BACKGROUND: Sepsis is associated with acute lung injury (ALI) and high mortality. The aim of this study was to investigate the effects of different doses of penehyclidine hydrochloride (PHC) postconditioning on ALI induced by sepsis in a rat model. METHODS: A rat model of ALI was induced by intravenous injection of lipopolysaccharide (LPS). The different doses of PHC were administrated intravenously at 30 min after LPS administration (low dose, 0.3 mg/kg; medium dose, 1.0 mg/kg, and high dose, 3.0 mg/kg). After 6 h, arterial blood samples were obtained for blood gas analyses. Meanwhile, lung tissue was harvested and lung injury was assessed by the histopathologic changes (hematoxylin and eosin staining) and wet-to-dry lung weight ratio. The tumor necrosis factor-α and interleukin-6 levels in bronchoalveolar lavage fluid, as well as the nuclear factor-kappa B protein expressions, and the myeloperoxidase activities in lung tissues were measured by immunohistochemistry or enzyme-linked immunosorbent assay, respectively.
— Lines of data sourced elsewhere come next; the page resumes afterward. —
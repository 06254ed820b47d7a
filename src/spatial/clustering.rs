use fxhash::FxHashMap;

use crate::core::geo::LatLng;
use crate::markers::spec::ClusteringOptions;

/// A group of markers that render as one symbol at a given zoom
#[derive(Debug, Clone, PartialEq)]
pub struct Cluster {
    /// Unique identifier for the cluster
    pub id: String,
    /// Mean position of the members
    pub center: LatLng,
    /// Marker ids, sorted
    pub members: Vec<String>,
    /// Zoom level at which this cluster was created
    pub zoom_level: f64,
}

impl Cluster {
    fn new(id: String, mut items: Vec<(&str, LatLng)>, zoom_level: f64) -> Self {
        items.sort_by(|a, b| a.0.cmp(b.0));
        let count = items.len().max(1) as f64;
        let (lat, lng) = items
            .iter()
            .fold((0.0, 0.0), |(lat, lng), (_, p)| (lat + p.lat, lng + p.lng));

        Self {
            id,
            center: LatLng::new(lat / count, lng / count),
            members: items.into_iter().map(|(id, _)| id.to_string()).collect(),
            zoom_level,
        }
    }

    fn single(marker_id: &str, position: LatLng, zoom_level: f64) -> Self {
        Self::new(
            format!("single_{}", marker_id),
            vec![(marker_id, position)],
            zoom_level,
        )
    }

    /// Get the number of markers in the cluster
    pub fn count(&self) -> usize {
        self.members.len()
    }

    /// Check if this is a single-marker cluster
    pub fn is_single(&self) -> bool {
        self.members.len() == 1
    }

    pub fn contains(&self, marker_id: &str) -> bool {
        self.members.iter().any(|id| id == marker_id)
    }
}

/// Grid-based clustering of marker positions.
///
/// Markers are projected to world pixels at `zoom` and bucketed into square
/// cells `cluster_radius` pixels wide. At or above `max_zoom`, or when
/// clustering is disabled, every marker is its own cluster. Output is
/// sorted by cluster id.
pub fn cluster_markers<'a, I>(markers: I, options: &ClusteringOptions, zoom: f64) -> Vec<Cluster>
where
    I: IntoIterator<Item = (&'a str, LatLng)>,
{
    let mut clusters: Vec<Cluster> = if !options.clusters_at(zoom) {
        markers
            .into_iter()
            .map(|(id, position)| Cluster::single(id, position, zoom))
            .collect()
    } else {
        let grid_size = options.cluster_radius as f64;
        let mut grid: FxHashMap<(i64, i64), Vec<(&str, LatLng)>> = FxHashMap::default();

        for (id, position) in markers {
            let pixel = position.project(zoom);
            let cell = (
                (pixel.x / grid_size).floor() as i64,
                (pixel.y / grid_size).floor() as i64,
            );
            grid.entry(cell).or_default().push((id, position));
        }

        grid.into_iter()
            .map(|((grid_x, grid_y), items)| {
                if items.len() == 1 {
                    Cluster::single(items[0].0, items[0].1, zoom)
                } else {
                    Cluster::new(format!("cluster_{}_{}", grid_x, grid_y), items, zoom)
                }
            })
            .collect()
    };

    clusters.sort_by(|a, b| a.id.cmp(&b.id));
    clusters
}
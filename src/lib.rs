//! # navmarkers
//!
//! Live map markers for navigation views: batched creation, throttled and
//! coalesced position updates, self-healing for updates that arrive before
//! their marker, asynchronous icon and avatar loading with LRU caches, and
//! a readiness gate that queues operations until the map surface can take
//! annotations.
//!
//! Rendering is delegated to a [`MapSurface`] implementation; the crate
//! ships a headless [`MemorySurface`](surface::MemorySurface).

pub mod bridge;
pub mod controller;
pub mod core;
pub mod icons;
pub mod markers;
pub mod prelude;
pub mod runtime;
pub mod spatial;
pub mod surface;
pub use crate::core::constants;

// Re-export public API
pub use crate::core::{
    config::{MarkerOptions, MarkerPerformanceProfile},
    geo::LatLng,
};

pub use bridge::{MarkerChannel, MethodCall, SurfaceContext};
pub use controller::MarkerController;
pub use icons::{AvatarComposer, IconResolver, IconSource, MarkerColor};
pub use markers::{
    ClusteringOptions, MarkerManager, MarkerOperation, MarkerSpec, MarkerState, MarkerUpdate,
};
pub use surface::{MapSurface, ReadinessState};

/// Result type used throughout the library
pub type Result<T> = std::result::Result<T, MarkerError>;

/// Common error types
#[derive(Debug, thiserror::Error)]
pub enum MarkerError {
    #[error("IO error: {0}")]
    Io(#[from] std::io::Error),

    #[error("Network error: {0}")]
    Network(#[from] reqwest::Error),

    #[error("Serialization error: {0}")]
    Serialization(#[from] serde_json::Error),

    #[error("Image error: {0}")]
    Image(#[from] image::ImageError),

    #[error("Base64 decode error: {0}")]
    Decode(#[from] base64::DecodeError),

    #[error("HTTP {status} from {url}")]
    Http { status: u16, url: String },

    #[error("Asset not found: {0}")]
    AssetNotFound(String),

    #[error("Invalid marker: {0}")]
    InvalidMarker(String),

    #[error("Invalid arguments: {0}")]
    InvalidArguments(String),

    #[error("Unknown method: {0}")]
    UnknownMethod(String),

    #[error("Surface error: {0}")]
    Surface(String),

    #[error("Surface unavailable: {0}")]
    SurfaceUnavailable(String),

    #[error("Pending operation queue full ({0} queued)")]
    QueueFull(usize),

    #[error("Cancelled: {0}")]
    Cancelled(String),
}

/// Error type alias for convenience
pub type Error = MarkerError;

/// Install `env_logger` with an `info` default filter. Safe to call more
/// than once; later calls are ignored.
#[cfg(feature = "debug")]
pub fn init_logging() {
    let _ = env_logger::Builder::from_env(env_logger::Env::default().default_filter_or("info"))
        .try_init();
}
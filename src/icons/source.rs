use serde::{Deserialize, Serialize};

use crate::core::constants::{DEFAULT_ICON_SIZE, DEFAULT_MARKER_COLOR, MAX_ICON_DIMENSION};

/// Where a marker's icon artwork comes from
#[derive(Debug, Clone, Copy, PartialEq, Eq, Hash, Default, Serialize, Deserialize)]
#[serde(rename_all = "camelCase")]
pub enum IconSource {
    NetworkUrl,
    AssetPath,
    Base64,
    #[default]
    DefaultIcon,
}

impl IconSource {
    /// Parse the wire name, returning `None` for unknown values
    pub fn from_name(name: &str) -> Option<Self> {
        match name {
            "networkUrl" => Some(Self::NetworkUrl),
            "assetPath" => Some(Self::AssetPath),
            "base64" => Some(Self::Base64),
            "defaultIcon" => Some(Self::DefaultIcon),
            _ => None,
        }
    }

    /// Whether this source needs a payload (URL, path or encoded string)
    pub fn needs_payload(&self) -> bool {
        !matches!(self, Self::DefaultIcon)
    }
}

/// Packed 0xRRGGBB color
#[derive(Debug, Clone, Copy, PartialEq, Eq, Hash, Serialize, Deserialize)]
pub struct MarkerColor(pub u32);

impl MarkerColor {
    pub fn from_rgb(r: u8, g: u8, b: u8) -> Self {
        Self(((r as u32) << 16) | ((g as u32) << 8) | b as u32)
    }

    /// Build from an ARGB or RGB integer; alpha is discarded
    pub fn from_packed(value: u64) -> Self {
        Self((value & 0x00FF_FFFF) as u32)
    }

    /// Parse `#RRGGBB` or `#AARRGGBB`
    pub fn from_hex(hex: &str) -> Option<Self> {
        let digits = hex.trim().trim_start_matches('#');
        if digits.len() != 6 && digits.len() != 8 {
            return None;
        }
        u64::from_str_radix(digits, 16).ok().map(Self::from_packed)
    }

    pub fn red(&self) -> u8 {
        (self.0 >> 16) as u8
    }

    pub fn green(&self) -> u8 {
        (self.0 >> 8) as u8
    }

    pub fn blue(&self) -> u8 {
        self.0 as u8
    }

    pub fn to_rgba(&self) -> image::Rgba<u8> {
        image::Rgba([self.red(), self.green(), self.blue(), 255])
    }
}

impl Default for MarkerColor {
    fn default() -> Self {
        Self(DEFAULT_MARKER_COLOR)
    }
}

/// Bound an icon edge to `1..=MAX_ICON_DIMENSION`
pub fn clamp_dimension(value: u32) -> u32 {
    value.clamp(1, MAX_ICON_DIMENSION)
}

/// A request for icon artwork at a given size
#[derive(Debug, Clone, PartialEq)]
pub struct IconRequest {
    pub source: IconSource,
    pub data: Option<String>,
    pub width: u32,
    pub height: u32,
    pub color: Option<MarkerColor>,
}

impl IconRequest {
    pub fn new(source: IconSource, data: Option<String>) -> Self {
        Self {
            source,
            data,
            width: DEFAULT_ICON_SIZE.0,
            height: DEFAULT_ICON_SIZE.1,
            color: None,
        }
    }

    /// Default colored dot of the given size
    pub fn default_dot(width: u32, height: u32, color: Option<MarkerColor>) -> Self {
        Self {
            source: IconSource::DefaultIcon,
            data: None,
            width: clamp_dimension(width),
            height: clamp_dimension(height),
            color,
        }
    }

    pub fn with_size(mut self, width: u32, height: u32) -> Self {
        self.width = clamp_dimension(width);
        self.height = clamp_dimension(height);
        self
    }

    pub fn with_color(mut self, color: Option<MarkerColor>) -> Self {
        self.color = color;
        self
    }

    pub fn key(&self) -> IconKey {
        IconKey {
            source: self.source,
            data: self.data.clone(),
            width: self.width,
            height: self.height,
            color: self.color,
        }
    }
}

/// Icon cache key: (source, data, width, height, color)
#[derive(Debug, Clone, PartialEq, Eq, Hash)]
pub struct IconKey {
    pub source: IconSource,
    pub data: Option<String>,
    pub width: u32,
    pub height: u32,
    pub color: Option<MarkerColor>,
}

/// Avatar cache key: (url, size, color). Color is baked into the bitmap.
#[derive(Debug, Clone, PartialEq, Eq, Hash)]
pub struct AvatarKey {
    pub url: String,
    pub size: u32,
    pub color: MarkerColor,
}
RESULTS: LPS-induced severe lung injury evidenced by increased pathologic scores and lung wet-to-dry weight ratio, which was accompanied by increases in the expression of pulmonary nuclear factor-kappa B protein and the activity of pulmonary myeloperoxidase and the levels of interleukin-6 and tumor necrosis factor-α in bronchoalveolar lavage fluid. The arterial oxygen tension (PaO2), pH, and the PaO2/fraction of inspired oxygen ratio (PaO2/FiO2) decreased significantly and the carbon dioxide tension (PaCO2) increased notedly after an LPS injection. All doses of PHC could significantly ameliorate lung injury and improve the previously mentioned variables (P < 0.05 or 0.01). Furthermore, the protection of medium dose (1.0 mg/kg) could be better than that of low or high dose. CONCLUSIONS: These findings indicated that different doses of PHC, especially to medium dose, could prevent LPS-induced ALI in rats, at least in part, by inhibiting inflammatory response. Moreover, the protection of pharmacologic postconditioning with PHC is limited by a "ceiling effect."